* _Exercise_: In the entries that follow, the lines from the one with "while size <" through the one with "Fisher-Yates shuffle driven" are the ones to write out, exactly and with both ends included. Nothing else should appear.
[[ Source data open ]]
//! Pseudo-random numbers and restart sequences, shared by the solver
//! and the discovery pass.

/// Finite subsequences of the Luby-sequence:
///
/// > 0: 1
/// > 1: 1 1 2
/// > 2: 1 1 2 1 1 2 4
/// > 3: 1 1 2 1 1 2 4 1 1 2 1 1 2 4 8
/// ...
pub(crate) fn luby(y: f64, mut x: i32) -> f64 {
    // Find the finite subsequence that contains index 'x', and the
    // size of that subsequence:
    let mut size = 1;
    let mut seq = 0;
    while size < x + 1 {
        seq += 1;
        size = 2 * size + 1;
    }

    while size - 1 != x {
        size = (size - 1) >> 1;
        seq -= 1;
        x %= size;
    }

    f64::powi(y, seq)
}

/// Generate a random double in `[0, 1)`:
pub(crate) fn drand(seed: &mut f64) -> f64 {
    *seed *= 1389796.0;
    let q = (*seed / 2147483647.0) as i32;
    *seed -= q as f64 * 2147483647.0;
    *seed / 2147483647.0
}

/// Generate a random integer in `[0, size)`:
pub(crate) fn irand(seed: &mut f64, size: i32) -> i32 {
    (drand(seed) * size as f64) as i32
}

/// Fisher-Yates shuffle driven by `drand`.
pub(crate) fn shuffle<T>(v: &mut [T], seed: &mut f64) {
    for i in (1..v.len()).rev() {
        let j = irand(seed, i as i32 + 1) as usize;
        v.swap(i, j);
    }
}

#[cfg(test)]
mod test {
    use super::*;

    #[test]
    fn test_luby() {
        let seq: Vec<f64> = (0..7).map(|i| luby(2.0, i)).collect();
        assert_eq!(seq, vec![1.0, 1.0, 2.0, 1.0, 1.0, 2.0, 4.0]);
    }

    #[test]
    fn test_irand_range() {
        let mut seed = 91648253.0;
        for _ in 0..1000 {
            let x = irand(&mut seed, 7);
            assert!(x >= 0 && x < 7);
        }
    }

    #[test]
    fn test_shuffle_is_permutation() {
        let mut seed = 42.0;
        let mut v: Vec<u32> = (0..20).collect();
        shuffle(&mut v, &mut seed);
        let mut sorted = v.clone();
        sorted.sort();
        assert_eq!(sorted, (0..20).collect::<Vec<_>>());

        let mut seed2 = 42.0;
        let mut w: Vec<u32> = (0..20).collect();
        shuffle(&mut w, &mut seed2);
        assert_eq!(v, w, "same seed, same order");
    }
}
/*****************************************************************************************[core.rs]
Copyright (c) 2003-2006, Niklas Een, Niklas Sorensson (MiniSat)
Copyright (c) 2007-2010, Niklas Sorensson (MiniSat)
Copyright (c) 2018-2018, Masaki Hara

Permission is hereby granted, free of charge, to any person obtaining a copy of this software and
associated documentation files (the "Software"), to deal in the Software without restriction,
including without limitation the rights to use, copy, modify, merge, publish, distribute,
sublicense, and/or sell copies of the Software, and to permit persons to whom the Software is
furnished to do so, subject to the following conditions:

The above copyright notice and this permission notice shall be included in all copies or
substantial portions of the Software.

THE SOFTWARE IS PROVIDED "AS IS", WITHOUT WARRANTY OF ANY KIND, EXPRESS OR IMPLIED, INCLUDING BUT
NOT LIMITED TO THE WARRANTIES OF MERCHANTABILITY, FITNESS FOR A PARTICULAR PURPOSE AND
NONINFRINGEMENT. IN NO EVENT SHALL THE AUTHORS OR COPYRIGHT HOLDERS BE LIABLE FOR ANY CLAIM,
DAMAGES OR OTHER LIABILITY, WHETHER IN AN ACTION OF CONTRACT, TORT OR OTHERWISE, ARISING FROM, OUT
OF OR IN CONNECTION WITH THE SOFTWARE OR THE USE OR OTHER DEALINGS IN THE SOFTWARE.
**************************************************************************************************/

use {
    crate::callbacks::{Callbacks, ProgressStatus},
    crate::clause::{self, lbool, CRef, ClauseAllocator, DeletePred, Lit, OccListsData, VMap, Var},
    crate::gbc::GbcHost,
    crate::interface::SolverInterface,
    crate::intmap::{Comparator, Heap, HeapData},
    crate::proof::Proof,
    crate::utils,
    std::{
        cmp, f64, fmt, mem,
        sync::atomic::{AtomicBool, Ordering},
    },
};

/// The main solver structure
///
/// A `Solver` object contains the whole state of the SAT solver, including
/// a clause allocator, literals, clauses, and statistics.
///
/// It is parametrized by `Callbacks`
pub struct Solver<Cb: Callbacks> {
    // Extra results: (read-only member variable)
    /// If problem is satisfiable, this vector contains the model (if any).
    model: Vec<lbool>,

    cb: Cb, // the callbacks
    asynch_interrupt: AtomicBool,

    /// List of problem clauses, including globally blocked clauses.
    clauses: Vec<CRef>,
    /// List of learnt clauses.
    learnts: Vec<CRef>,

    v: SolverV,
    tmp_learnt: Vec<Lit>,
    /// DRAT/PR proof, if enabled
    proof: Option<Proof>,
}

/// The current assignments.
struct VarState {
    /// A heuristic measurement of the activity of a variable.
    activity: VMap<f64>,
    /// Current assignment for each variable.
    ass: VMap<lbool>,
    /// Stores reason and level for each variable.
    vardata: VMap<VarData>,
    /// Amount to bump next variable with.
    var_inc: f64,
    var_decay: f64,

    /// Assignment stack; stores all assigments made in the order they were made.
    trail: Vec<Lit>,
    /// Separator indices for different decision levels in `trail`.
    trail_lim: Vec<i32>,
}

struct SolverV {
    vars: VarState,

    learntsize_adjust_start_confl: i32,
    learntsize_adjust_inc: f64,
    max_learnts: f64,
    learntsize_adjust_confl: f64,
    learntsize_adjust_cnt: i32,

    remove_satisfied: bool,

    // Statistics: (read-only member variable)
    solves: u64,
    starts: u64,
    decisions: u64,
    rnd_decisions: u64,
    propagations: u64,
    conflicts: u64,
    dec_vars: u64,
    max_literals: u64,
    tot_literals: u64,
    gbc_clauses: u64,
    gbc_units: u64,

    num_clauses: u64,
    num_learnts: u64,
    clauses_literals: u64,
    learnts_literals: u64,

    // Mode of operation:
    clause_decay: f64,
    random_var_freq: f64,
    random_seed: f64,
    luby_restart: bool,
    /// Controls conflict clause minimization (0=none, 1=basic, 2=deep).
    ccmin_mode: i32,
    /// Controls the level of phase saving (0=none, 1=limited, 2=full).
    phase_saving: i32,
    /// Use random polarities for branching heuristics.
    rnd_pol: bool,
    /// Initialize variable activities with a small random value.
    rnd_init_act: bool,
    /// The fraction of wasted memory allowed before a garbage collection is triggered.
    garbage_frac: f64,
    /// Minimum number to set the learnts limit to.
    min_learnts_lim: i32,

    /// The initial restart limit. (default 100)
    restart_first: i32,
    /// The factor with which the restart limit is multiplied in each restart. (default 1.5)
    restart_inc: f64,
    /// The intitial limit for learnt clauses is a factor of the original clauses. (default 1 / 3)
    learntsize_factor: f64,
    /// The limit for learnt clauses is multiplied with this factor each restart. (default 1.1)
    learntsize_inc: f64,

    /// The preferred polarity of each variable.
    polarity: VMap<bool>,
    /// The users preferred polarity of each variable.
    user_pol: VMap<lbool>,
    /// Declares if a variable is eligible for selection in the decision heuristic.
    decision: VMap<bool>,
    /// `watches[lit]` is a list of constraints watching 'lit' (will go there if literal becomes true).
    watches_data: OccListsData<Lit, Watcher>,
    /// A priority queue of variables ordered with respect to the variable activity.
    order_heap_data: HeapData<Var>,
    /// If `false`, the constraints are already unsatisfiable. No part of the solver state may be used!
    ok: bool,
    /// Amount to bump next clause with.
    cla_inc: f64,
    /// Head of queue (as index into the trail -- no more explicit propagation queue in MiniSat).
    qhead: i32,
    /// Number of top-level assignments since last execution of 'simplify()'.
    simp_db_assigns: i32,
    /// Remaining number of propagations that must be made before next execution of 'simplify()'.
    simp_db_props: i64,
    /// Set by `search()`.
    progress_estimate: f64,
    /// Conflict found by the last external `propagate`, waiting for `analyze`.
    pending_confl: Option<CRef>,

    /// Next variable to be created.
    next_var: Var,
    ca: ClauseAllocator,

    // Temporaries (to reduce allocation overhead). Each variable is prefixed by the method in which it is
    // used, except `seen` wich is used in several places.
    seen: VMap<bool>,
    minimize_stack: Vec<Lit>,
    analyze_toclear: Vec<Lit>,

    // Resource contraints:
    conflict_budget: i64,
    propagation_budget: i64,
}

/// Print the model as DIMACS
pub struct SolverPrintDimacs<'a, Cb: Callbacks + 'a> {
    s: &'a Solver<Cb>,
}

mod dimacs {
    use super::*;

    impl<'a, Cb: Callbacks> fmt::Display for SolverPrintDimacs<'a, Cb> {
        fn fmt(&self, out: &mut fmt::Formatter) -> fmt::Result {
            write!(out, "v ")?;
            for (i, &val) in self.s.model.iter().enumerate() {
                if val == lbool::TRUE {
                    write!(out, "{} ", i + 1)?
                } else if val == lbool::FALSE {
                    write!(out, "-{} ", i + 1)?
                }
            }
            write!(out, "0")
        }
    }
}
[[ Source data closed ]]
* _Task solution_:
    while size < x + 1 {
        seq += 1;
        size = 2 * size + 1;
    }

    while size - 1 != x {
        size = (size - 1) >> 1;
        seq -= 1;
        x %= size;
    }

    f64::powi(y, seq)
}

/// Generate a random double in `[0, 1)`:
pub(crate) fn drand(seed: &mut f64) -> f64 {
    *seed *= 1389796.0;
    let q = (*seed / 2147483647.0) as i32;
    *seed -= q as f64 * 2147483647.0;
    *seed / 2147483647.0
}

/// Generate a random integer in `[0, size)`:
pub(crate) fn irand(seed: &mut f64, size: i32) -> i32 {
    (drand(seed) * size as f64) as i32
}

/// Fisher-Yates shuffle driven by `drand`.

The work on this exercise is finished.